**THE INPUT:**
==============================
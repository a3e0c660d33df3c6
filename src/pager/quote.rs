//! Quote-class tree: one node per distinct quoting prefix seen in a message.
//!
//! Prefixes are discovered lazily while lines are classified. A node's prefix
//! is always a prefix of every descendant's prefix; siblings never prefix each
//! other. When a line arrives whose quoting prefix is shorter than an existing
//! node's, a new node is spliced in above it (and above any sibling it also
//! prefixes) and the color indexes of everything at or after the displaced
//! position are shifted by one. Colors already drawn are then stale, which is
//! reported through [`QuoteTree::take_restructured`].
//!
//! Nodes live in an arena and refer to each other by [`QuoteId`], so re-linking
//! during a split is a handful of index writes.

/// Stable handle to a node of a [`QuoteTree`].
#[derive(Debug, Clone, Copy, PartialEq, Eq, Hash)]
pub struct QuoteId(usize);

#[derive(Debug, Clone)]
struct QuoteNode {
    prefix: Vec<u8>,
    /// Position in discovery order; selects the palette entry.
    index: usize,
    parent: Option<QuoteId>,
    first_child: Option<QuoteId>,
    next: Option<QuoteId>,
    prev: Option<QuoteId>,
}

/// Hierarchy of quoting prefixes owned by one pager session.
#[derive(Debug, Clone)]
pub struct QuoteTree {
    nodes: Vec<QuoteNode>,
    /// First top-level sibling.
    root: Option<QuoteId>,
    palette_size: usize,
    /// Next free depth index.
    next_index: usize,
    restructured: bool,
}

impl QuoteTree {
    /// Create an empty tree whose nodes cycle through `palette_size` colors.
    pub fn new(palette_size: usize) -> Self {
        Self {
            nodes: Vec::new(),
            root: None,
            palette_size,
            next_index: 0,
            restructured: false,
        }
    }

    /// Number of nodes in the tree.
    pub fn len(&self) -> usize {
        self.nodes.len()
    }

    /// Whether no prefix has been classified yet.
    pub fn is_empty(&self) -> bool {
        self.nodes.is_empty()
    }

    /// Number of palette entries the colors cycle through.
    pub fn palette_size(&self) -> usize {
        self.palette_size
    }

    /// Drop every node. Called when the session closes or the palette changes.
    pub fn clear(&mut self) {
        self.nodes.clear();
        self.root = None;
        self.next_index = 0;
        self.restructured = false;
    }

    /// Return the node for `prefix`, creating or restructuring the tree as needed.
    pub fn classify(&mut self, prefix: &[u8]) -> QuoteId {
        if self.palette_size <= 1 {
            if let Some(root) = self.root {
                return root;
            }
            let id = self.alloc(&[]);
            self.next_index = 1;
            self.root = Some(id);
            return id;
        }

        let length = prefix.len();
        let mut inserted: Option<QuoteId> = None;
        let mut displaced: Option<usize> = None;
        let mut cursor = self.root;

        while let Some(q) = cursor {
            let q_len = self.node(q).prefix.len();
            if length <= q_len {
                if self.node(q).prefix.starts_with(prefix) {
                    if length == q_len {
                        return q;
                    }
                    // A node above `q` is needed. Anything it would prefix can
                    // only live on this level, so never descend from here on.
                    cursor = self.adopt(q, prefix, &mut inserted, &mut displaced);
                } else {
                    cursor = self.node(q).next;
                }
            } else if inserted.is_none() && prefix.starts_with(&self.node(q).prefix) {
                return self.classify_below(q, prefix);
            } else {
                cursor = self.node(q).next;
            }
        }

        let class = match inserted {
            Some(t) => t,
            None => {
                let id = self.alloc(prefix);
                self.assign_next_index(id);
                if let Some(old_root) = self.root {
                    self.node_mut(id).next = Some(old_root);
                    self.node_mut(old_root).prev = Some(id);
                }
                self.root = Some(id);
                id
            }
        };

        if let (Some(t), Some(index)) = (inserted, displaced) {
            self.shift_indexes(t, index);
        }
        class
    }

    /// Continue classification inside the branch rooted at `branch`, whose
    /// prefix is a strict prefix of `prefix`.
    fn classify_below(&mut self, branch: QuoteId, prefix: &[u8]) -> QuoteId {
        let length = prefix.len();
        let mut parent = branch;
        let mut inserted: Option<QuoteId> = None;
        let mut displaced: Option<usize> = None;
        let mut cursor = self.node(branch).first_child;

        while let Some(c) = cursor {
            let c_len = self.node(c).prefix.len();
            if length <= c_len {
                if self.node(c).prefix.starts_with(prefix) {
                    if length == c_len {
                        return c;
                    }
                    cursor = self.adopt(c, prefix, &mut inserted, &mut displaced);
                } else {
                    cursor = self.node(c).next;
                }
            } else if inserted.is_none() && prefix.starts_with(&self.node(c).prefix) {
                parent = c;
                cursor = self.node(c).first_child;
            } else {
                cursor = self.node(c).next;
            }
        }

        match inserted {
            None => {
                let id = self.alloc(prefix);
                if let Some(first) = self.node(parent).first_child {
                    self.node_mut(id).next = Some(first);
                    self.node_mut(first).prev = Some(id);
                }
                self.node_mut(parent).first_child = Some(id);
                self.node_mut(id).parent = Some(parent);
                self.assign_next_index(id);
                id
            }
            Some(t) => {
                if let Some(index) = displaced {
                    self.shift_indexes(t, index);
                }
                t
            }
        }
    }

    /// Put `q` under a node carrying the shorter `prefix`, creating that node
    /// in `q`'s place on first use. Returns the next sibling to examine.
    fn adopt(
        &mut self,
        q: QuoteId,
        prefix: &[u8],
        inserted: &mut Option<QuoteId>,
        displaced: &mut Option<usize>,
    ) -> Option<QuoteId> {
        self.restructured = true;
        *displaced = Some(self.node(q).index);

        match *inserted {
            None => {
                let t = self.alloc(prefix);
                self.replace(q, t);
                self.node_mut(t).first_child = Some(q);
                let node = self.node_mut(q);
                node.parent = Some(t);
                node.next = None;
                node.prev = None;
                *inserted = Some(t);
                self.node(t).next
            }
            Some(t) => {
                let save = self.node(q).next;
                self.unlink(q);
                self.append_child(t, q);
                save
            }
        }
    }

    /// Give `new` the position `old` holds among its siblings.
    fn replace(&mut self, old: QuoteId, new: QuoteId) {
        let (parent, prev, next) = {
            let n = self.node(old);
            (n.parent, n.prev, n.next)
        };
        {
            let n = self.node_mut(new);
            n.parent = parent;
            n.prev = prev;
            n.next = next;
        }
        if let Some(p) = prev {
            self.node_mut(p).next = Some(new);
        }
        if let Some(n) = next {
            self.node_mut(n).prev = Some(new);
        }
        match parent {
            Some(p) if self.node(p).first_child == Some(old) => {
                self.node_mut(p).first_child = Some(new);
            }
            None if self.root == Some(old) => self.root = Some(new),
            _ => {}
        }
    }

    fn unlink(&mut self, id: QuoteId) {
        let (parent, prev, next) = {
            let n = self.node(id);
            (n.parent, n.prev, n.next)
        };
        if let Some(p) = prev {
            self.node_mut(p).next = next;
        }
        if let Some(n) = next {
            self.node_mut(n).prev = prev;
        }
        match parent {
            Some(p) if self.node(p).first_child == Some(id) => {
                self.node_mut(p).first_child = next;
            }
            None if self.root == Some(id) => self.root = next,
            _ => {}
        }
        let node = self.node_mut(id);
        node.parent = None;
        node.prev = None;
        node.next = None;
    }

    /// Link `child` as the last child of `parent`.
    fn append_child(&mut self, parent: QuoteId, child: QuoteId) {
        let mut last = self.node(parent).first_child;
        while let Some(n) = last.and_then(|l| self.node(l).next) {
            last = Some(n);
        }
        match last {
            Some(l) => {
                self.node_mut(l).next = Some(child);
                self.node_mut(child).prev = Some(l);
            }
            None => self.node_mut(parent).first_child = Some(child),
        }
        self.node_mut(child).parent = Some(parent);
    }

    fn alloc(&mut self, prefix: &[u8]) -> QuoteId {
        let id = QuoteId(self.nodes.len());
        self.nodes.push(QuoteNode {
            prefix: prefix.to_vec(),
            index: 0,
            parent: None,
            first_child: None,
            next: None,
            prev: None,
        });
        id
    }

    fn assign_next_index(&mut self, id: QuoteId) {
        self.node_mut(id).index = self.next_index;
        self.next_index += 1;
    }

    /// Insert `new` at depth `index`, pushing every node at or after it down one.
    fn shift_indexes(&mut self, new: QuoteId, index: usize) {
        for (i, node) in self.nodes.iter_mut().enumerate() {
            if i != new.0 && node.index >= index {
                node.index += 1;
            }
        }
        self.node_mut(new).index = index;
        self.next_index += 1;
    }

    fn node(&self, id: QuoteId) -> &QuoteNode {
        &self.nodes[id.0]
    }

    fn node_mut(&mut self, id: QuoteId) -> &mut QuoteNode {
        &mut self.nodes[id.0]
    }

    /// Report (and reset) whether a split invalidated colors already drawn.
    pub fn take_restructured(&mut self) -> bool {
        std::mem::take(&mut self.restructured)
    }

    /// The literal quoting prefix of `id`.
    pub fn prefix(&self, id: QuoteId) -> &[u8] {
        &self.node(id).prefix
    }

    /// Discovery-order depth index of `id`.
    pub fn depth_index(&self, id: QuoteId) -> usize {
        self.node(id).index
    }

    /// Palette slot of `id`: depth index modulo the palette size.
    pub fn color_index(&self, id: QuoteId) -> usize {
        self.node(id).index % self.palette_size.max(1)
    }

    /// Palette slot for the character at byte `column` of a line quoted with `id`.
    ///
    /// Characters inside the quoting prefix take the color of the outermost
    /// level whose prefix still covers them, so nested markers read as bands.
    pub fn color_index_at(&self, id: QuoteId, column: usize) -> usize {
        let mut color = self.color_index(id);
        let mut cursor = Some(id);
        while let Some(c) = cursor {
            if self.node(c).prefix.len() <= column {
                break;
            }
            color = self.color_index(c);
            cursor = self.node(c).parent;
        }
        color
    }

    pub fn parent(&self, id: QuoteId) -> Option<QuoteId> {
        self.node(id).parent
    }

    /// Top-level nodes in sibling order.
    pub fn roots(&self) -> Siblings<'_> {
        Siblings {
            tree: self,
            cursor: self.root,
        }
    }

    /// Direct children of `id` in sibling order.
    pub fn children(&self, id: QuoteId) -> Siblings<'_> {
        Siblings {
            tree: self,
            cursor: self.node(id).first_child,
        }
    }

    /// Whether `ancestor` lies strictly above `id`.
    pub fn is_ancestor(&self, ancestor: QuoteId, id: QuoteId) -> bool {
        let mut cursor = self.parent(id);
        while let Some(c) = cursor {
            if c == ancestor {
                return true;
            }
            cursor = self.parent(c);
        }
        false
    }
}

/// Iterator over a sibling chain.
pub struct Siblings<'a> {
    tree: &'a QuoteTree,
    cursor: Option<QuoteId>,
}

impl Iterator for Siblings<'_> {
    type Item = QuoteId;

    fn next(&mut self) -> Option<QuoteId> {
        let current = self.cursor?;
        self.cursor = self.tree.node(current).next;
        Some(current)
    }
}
==============================
**TASK BRIEF:** Restate the listing word for word, but only from its first line through the line with "sibling it also", keeping both end lines.

**WRITTEN SOLUTION:**
repository a3e0c660d33df3c6
filename src/pager/quote.rs
//! Quote-class tree: one node per distinct quoting prefix seen in a message.
//!
//! Prefixes are discovered lazily while lines are classified. A node's prefix
//! is always a prefix of every descendant's prefix; siblings never prefix each
//! other. When a line arrives whose quoting prefix is shorter than an existing
//! node's, a new node is spliced in above it (and above any sibling it also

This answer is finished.